I’ve recently received information that Yale University may be about to rename what is possibly the most picturesque of the twelve colleges that house its undergraduate population. Calhoun College, which flanks stately Elm Street in the now badly run-down city of New Haven, is for me a scene of youthful memory. As a graduate student in the mid-1960s, I would cut across the Calhoun yard, which was enclosed by Tudor Gothic buildings, on the way to the Sterling Library. There I labored on my dissertation and could see the college as I entered and left the building. Although constructed as recently as the 1930s, Calhoun emitted an old-world architectural aura. What gave it additional charm for me was its name. It bore the name of the venerable South Carolina senator, who as late as October 2000 was declared in a senate resolution one of America’s seven greatest senators.
J.C. Calhoun graduated from Yale with honors in 1804 and then attended Litchfield Law School, an institution at which the Connecticut Yankee Aaron Burr had studied in the early 1770s. Litchfield was then an early American law school that Yale graduates often attended, until Yale started its own school of law in 1824. Whenever my parents had visitors who came from a long distance, I would drive them from Bridgeport to Litchfield, to show these guests the worn seats in the eighteenth-century building where Calhoun and other early American leaders had received instruction. Later I took my children to see this historical site when we were traveling through Connecticut. I have always respected Calhoun as a perceptive political theorist and at least in his writings one of the very few classical conservative minds produced by this country. When I wrote on American conservatism, I pointed to Calhoun as an early American thinker who sounded like a European counter-revolutionary of the same time period.
But lest I seem insensitive or reactionary, allow me to salute the zeitgeist and express support for a long overdue name-change.
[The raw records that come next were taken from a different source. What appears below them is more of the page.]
//! Database repository layer
//!
//! Provides query and insert operations for all record types. The analytics
//! layer never touches SQL; it works on records loaded through this module.

use crate::error::{Error, Result};
use crate::types::*;
use chrono::{DateTime, NaiveDate, Utc};
use rusqlite::{params, Connection, OptionalExtension, Row};
use std::path::PathBuf;
use std::sync::Mutex;

/// Database handle with connection pooling (single connection for now)
pub struct Database {
    conn: Mutex<Connection>,
}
According to one Yale news release, it seems inappropriate to allow a college to continue to be called after someone who engaged in the “strident support of slavery.” From what I recall of Calhoun’s arguments as a political-historical thinker, he viewed inequality as a permanent law of history. But since we are now determined to revoke that law through the actions of a permanent political class of social engineers, we should indeed treat Calhoun as the devil incarnate. And once Yale purges his memory from its campus, its arbiters of sensitivity should do what the Germans with their peculiar Teutonic genius for Political Correctness are now modelling, removing from university libraries books published by reactionary authors and putting them in a special section reserved for “poisonous writings.” A young Israeli has informed me that the same thing was done in his country for my book on Carl Schmitt. Yale and other American universities will undoubtedly soon follow suit.
Since Calhoun’s politically incorrect name will soon no longer grace the college I used to traipse across, allow me then to propose a few names of famous people that may suit the political climate better.
My deceased friend Joe Sobran once suggested when dignitaries in the District of Columbia complained about their city being named for a slave-owner that we rename Washington for the four time elected black mayor of our capital Marion Barry. But Washington never had the chance to grow into Barryville, particularly after the former mayor began behaving riotously under the influence of crack cocaine. There seemed to be a direct correlation between Barry’s acting out during his cocaine binges and his popularity, which continued to soar until the time of his death, at age seventy-eight. But Mayor Barry should be remembered for his positive side, his willingness to denounce white racism whenever he was not snorting or embezzling federal grants. Certainly there is no reason that this deceased great should not lend his name to what is still anachronistically called Calhoun College.
Getting more real, perhaps we could rename Calhoun College for Barack and Michelle, who may be our contemporary equivalents of William and Mary, the two English sovereigns who gave their names to a now celebrated university in Williamsburg, Virginia. Considering how the media continue to move our political discussion toward the left, the Obamas may have been turned into archconservatives by the time the renaming occurs. Hillary Clinton and Bernie Sanders may also work as new names for Calhoun, since both combine in varying degrees economic Marxism with Cultural Marxist calls for social and cultural control. The kiddies at Yale should love both Democrats as name-givers.
My own favorite for a new name for Calhoun College is Ellen Jane Willis (1941-2006), a Jewish feminist, abortion advocate and apostle of gay marriage whom I once met at a Telos gathering in New York (once was enough). Although Ellen had the unfortunate, indeed fatal habit of smoking (she died of lung cancer), she had so many offsetting virtues that Yalies might forgive her one atavistic habit. Ellen was no namby-pamby cultural radical but hoped that the nationalization of gay marriage, a goal for which she worked arduously in Greenwich Village, would change our entire way of life. To start with, it would subvert patriarchal relations nurtured by heterosexual unions. For another thing, gay unions would strike a blow against individuals and groups that Ellen didn’t particularly like. But let there be no doubt on this matter: my deceased acquaintance was solid on all stands that Yale now cherishes; and it would be a fitting homage to her memory if Calhoun College were renamed for her. “Let’s go for Ellen!” is my rallying cry for the renaming campaign that is about to begin.
By the way, I used to donate every year to the Yale Alumni Fund (my younger son still does) but then I decided that there were needier institutions for the mentally infirm to which I should give my modest sum.